Appellant argues that his motion for judgment of dismissal on the charge of resisting an officer without violence should have been granted. We agree, because the arresting officers’ bare assertion that they were “investigating a possible crime” did not establish reasonable suspicion or probable cause to detain appellant. Thus, the state failed to establish that the officers were acting in the execution of a legal process or duty — an essential element of resisting without violence. We therefore reverse and remand with instructions to discharge appellant.

Appellant was charged by juvenile delinquency petition with attempted robbery (Count I) and resisting an officer without violence (Count II). The evidence at trial established that at about 4:00 p.m. on February 1, 2012, two Boynton Beach police officers were “investigating a possible crime that had taken place” in a public park. Officer Haugh, who was in the area of the park, testified that he spoke with someone about a possible crime that was committed. He then spoke with Officer Medeiros over the radio, prompting Officer Medeiros to pull into the parking lot of the playground area and approach appellant.

Officer Medeiros, who was dressed in full police gear, stepped out of his marked car. Appellant looked at Officer Medeiros, turned away, and started running. Officer Medeiros identified himself as a police officer and yelled for appellant to stop. Officer Medeiros ran parallel to appellant, maintaining a distance of “twenty yards or so.” He yelled a total of about three times for appellant to stop. Meanwhile, Officer Haugh, who was about 50 to 70 yards away, could “clearly hear” Officer Medei-ros yelling.

[653]*653Appellant gave up and surrendered after he entered an enclosed area of the park. He was then taken into custody without further incident.

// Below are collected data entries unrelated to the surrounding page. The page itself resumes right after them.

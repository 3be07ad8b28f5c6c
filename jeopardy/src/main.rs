//! Jeopardy board TUI application.
//!
//! Pulls six random categories from jService and lays them out as a grid of
//! clues. Click (or select and press Enter) to see a question, again to see
//! its answer.
//!
//! # Headless Mode
//!
//! Run with `--headless` for a text-based interface suitable for automated testing:
//!
//! ```bash
//! cargo run -p jeopardy -- --headless --offline
//! ```

mod app;
mod events;
mod headless;
mod ui;

use crossterm::{
    event::{self, DisableMouseCapture, EnableMouseCapture},
    execute,
    terminal::{disable_raw_mode, enable_raw_mode, EnterAlternateScreen, LeaveAlternateScreen},
};
use jeopardy_core::{GameConfig, JService, JServiceSource, OfflineSource};
use ratatui::{backend::CrosstermBackend, layout::Rect, Terminal};
use std::fs::File;
use std::io::{self, stdout};
use std::sync::Mutex;
use std::time::Duration;
use tracing::info;
use tracing_subscriber::EnvFilter;

use app::{App, DynSource};
use events::{handle_event, EventResult};
use ui::render::render;

/// Command line options.
#[derive(Debug, Default, PartialEq, Eq)]
struct Options {
    headless: bool,
    offline: bool,
    help: bool,
    categories: Option<usize>,
    clues: Option<usize>,
}

impl Options {
    fn game_config(&self) -> GameConfig {
        let mut config = GameConfig::default();
        if let Some(n) = self.categories {
            config = config.with_categories(n);
        }
        if let Some(n) = self.clues {
            config = config.with_clues_per_category(n);
        }
        config
    }
}

#[tokio::main]
async fn main() -> Result<(), Box<dyn std::error::Error>> {
    // Load .env file if present
    dotenvy::dotenv().ok();

    // Parse command line arguments
    let args: Vec<String> = std::env::args().collect();
    let options = match parse_options(&args) {
        Ok(o) => o,
        Err(e) => {
            eprintln!("Error: {e}");
            eprintln!("Run with --help for usage.");
            std::process::exit(2);
        }
    };

    if options.help {
        print_help();
        return Ok(());
    }

    init_logging(options.headless)?;
    info!(
        headless = options.headless,
        offline = options.offline,
        "Starting jeopardy"
    );

    let config = options.game_config();
    let source = build_source(&options, &config);

    if options.headless {
        return headless::run_headless(source, config)
            .await
            .map_err(|e| e.into());
    }

    // Setup terminal
    enable_raw_mode()?;
    let mut stdout = stdout();
    execute!(stdout, EnterAlternateScreen, EnableMouseCapture)?;
    let backend = CrosstermBackend::new(stdout);
    let mut terminal = Terminal::new(backend)?;

    // Run app
    let result = run_app(&mut terminal, App::new(source, config)).await;

    // Restore terminal
    disable_raw_mode()?;
    execute!(terminal.backend_mut(), LeaveAlternateScreen, DisableMouseCapture)?;
    terminal.show_cursor()?;

    if let Err(e) = result {
        eprintln!("Error: {e}");
    }

    Ok(())
}

async fn run_app<B: ratatui::backend::Backend>(
    terminal: &mut Terminal<B>,
    mut app: App,
) -> io::Result<()> {
    loop {
        let size = terminal.size()?;
        app.viewport = Rect::new(0, 0, size.width, size.height);

        // Draw the loading state before suspending on the fetches
        if app.pending_start {
            terminal.draw(|f| render(f, &app))?;
            app.start_game().await;
        }

        // Render
        terminal.draw(|f| render(f, &app))?;

        if event::poll(Duration::from_millis(100))? {
            let ev = event::read()?;
            match handle_event(&mut app, ev) {
                EventResult::Quit => return Ok(()),
                EventResult::StartGame => app.request_start(),
                EventResult::NeedsRedraw | EventResult::Continue => {}
            }
        }
    }
}

/// Pick the category source for this run.
fn build_source(options: &Options, config: &GameConfig) -> DynSource {
    if options.offline {
        Box::new(OfflineSource::new(config.clues_per_category))
    } else {
        Box::new(JServiceSource::new(
            JService::from_env(),
            config.clues_per_category,
        ))
    }
}

/// Install the tracing subscriber.
///
/// Headless runs log to stderr. The TUI owns the terminal, so it only logs
/// when `JEOPARDY_LOG_FILE` names a file to write to.
fn init_logging(headless: bool) -> io::Result<()> {
    let filter = EnvFilter::try_from_env("JEOPARDY_LOG").unwrap_or_else(|_| EnvFilter::new("warn"));

    if headless {
        tracing_subscriber::fmt()
            .with_env_filter(filter)
            .with_writer(io::stderr)
            .init();
    } else if let Ok(path) = std::env::var("JEOPARDY_LOG_FILE") {
        let file = File::create(path)?;
        tracing_subscriber::fmt()
            .with_env_filter(filter)
            .with_writer(Mutex::new(file))
            .with_ansi(false)
            .init();
    }

    Ok(())
}

fn parse_options(args: &[String]) -> Result<Options, String> {
    let mut options = Options::default();

    let mut i = 1;
    while i < args.len() {
        match args[i].as_str() {
            "--headless" => options.headless = true,
            "--offline" => options.offline = true,
            "-h" | "--help" => options.help = true,
            flag @ ("--categories" | "--clues") => {
                let value = args
                    .get(i + 1)
                    .ok_or_else(|| format!("{flag} needs a value"))?;
                let n = parse_count(flag, value)?;
                if flag == "--categories" {
                    options.categories = Some(n);
                } else {
                    options.clues = Some(n);
                }
                i += 1;
            }
            other => return Err(format!("unknown option '{other}'")),
        }
        i += 1;
    }

    Ok(options)
}

fn parse_count(flag: &str, value: &str) -> Result<usize, String> {
    match value.parse::<usize>() {
        Ok(n) if n > 0 => Ok(n),
        _ => Err(format!("{flag} expects a positive number, got '{value}'")),
    }
}

fn print_help() {
    println!("Jeopardy - a trivia board in your terminal");
    println!();
    println!("USAGE:");
    println!("  jeopardy [OPTIONS]");
    println!();
    println!("OPTIONS:");
    println!("  -h, --help          Show this help message");
    println!("  --headless          Run in headless mode (text-only, no TUI)");
    println!("  --offline           Use generated categories instead of jService");
    println!("  --categories <N>    Number of categories (default: 6)");
    println!("  --clues <N>         Clues per category (default: 5)");
    println!();
    println!("ENVIRONMENT:");
    println!("  JSERVICE_URL        jService base URL");
    println!("  JEOPARDY_LOG        Log filter (default: warn)");
    println!("  JEOPARDY_LOG_FILE   Log file for the TUI");
    println!();
    println!("EXAMPLES:");
    println!("  jeopardy                          # Interactive TUI mode");
    println!("  jeopardy --headless --offline     # Headless with generated clues");
    println!("  jeopardy --categories 4 --clues 3");
}

#[cfg(test)]
mod tests {
    use super::*;
    use jeopardy_core::CategorySource;

    fn args(list: &[&str]) -> Vec<String> {
        std::iter::once("jeopardy")
            .chain(list.iter().copied())
            .map(String::from)
            .collect()
    }

    #[test]
    fn test_parse_defaults() {
        let options = parse_options(&args(&[])).unwrap();
        assert_eq!(options, Options::default());

        let config = options.game_config();
        assert_eq!(config.categories, 6);
        assert_eq!(config.clues_per_category, 5);
    }

    #[test]
    fn test_parse_flags() {
        let options = parse_options(&args(&[
            "--headless",
            "--offline",
            "--categories",
            "4",
            "--clues",
            "3",
        ]))
        .unwrap();

        assert!(options.headless);
        assert!(options.offline);
        let config = options.game_config();
        assert_eq!(config.categories, 4);
        assert_eq!(config.clues_per_category, 3);
    }

    #[test]
    fn test_parse_errors() {
        assert!(parse_options(&args(&["--categories"])).is_err());
        assert!(parse_options(&args(&["--clues", "zero"])).is_err());
        assert!(parse_options(&args(&["--clues", "0"])).is_err());
        assert!(parse_options(&args(&["--bogus"])).is_err());
    }

    #[test]
    fn test_help_flag() {
        assert!(parse_options(&args(&["-h"])).unwrap().help);
        assert!(parse_options(&args(&["--help"])).unwrap().help);
    }

    #[tokio::test]
    async fn test_offline_source_selection() {
        let options = parse_options(&args(&["--offline", "--clues", "2"])).unwrap();
        let config = options.game_config();
        let source = build_source(&options, &config);

        let ids = source.category_ids(3).await.unwrap();
        assert_eq!(ids.len(), 3);
        let data = source.category(ids[0]).await.unwrap();
        assert_eq!(data.clues.len(), 2);
    }
}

The state rested and appellant moved for a judgment of dismissal as to the attempted robbery charge. The state conceded that it failed to present evidence to support Count I, and the trial court therefore granted dismissal of the attempted robbery charge.

Defense counsel also moved for a judgment of dismissal as to the charge of resisting an officer without violence (Count II), arguing in relevant part that the state failed to prove there was a lawful basis to detain appellant. The trial court denied the motion for judgment of dismissal on the resisting count. After closing arguments, the judge found appellant guilty of resisting without violence, stating that “it is the lawful duty of an officer [to investigate] crime.”

The court withheld adjudication and placed appellant on probation.

On appeal, appellant argues that the trial court should have granted his motion for judgment of dismissal, because the state failed to prove that the officer who detained him was engaged in the lawful execution of a legal duty. Appellant asserts that an officer’s mere investigation of crime while on the job is not one of the limited duties — such as serving process, legally detaining a person, or assisting in an emergency — that will support an obstruction charge. Moreover, appellant maintains that the assertion that the officers “were investigating a possible crime” was so broad that the lower court lacked any basis for determining whether the attempt to detain appellant was based on reasonable suspicion or probable cause. Finally, appellant argues that his mere flight did not give rise to a reasonable suspicion that he was engaged in criminal activity where there was no evidence that he was in a high crime area.

The state argues in response that the police were engaged in the lawful execution of a legal duty by conducting a criminal investigation and that appellant resisted them by running away. The state further argues that “the police were clearly engaged in the lawful execution of a legal duty because they had reasonable suspicion to stop appellant.” The state suggests that “if headlong flight from the police in a high-crime area, standing alone, provides the police with reasonable suspicion to support an investigatory stop, then headlong from the police when they arrive at the scene of an alleged crime also provides the police with reasonable suspicion to conduct an investigatory stop.” The state thus maintains that the trial court properly denied appellant’s motion for judgment of dismissal.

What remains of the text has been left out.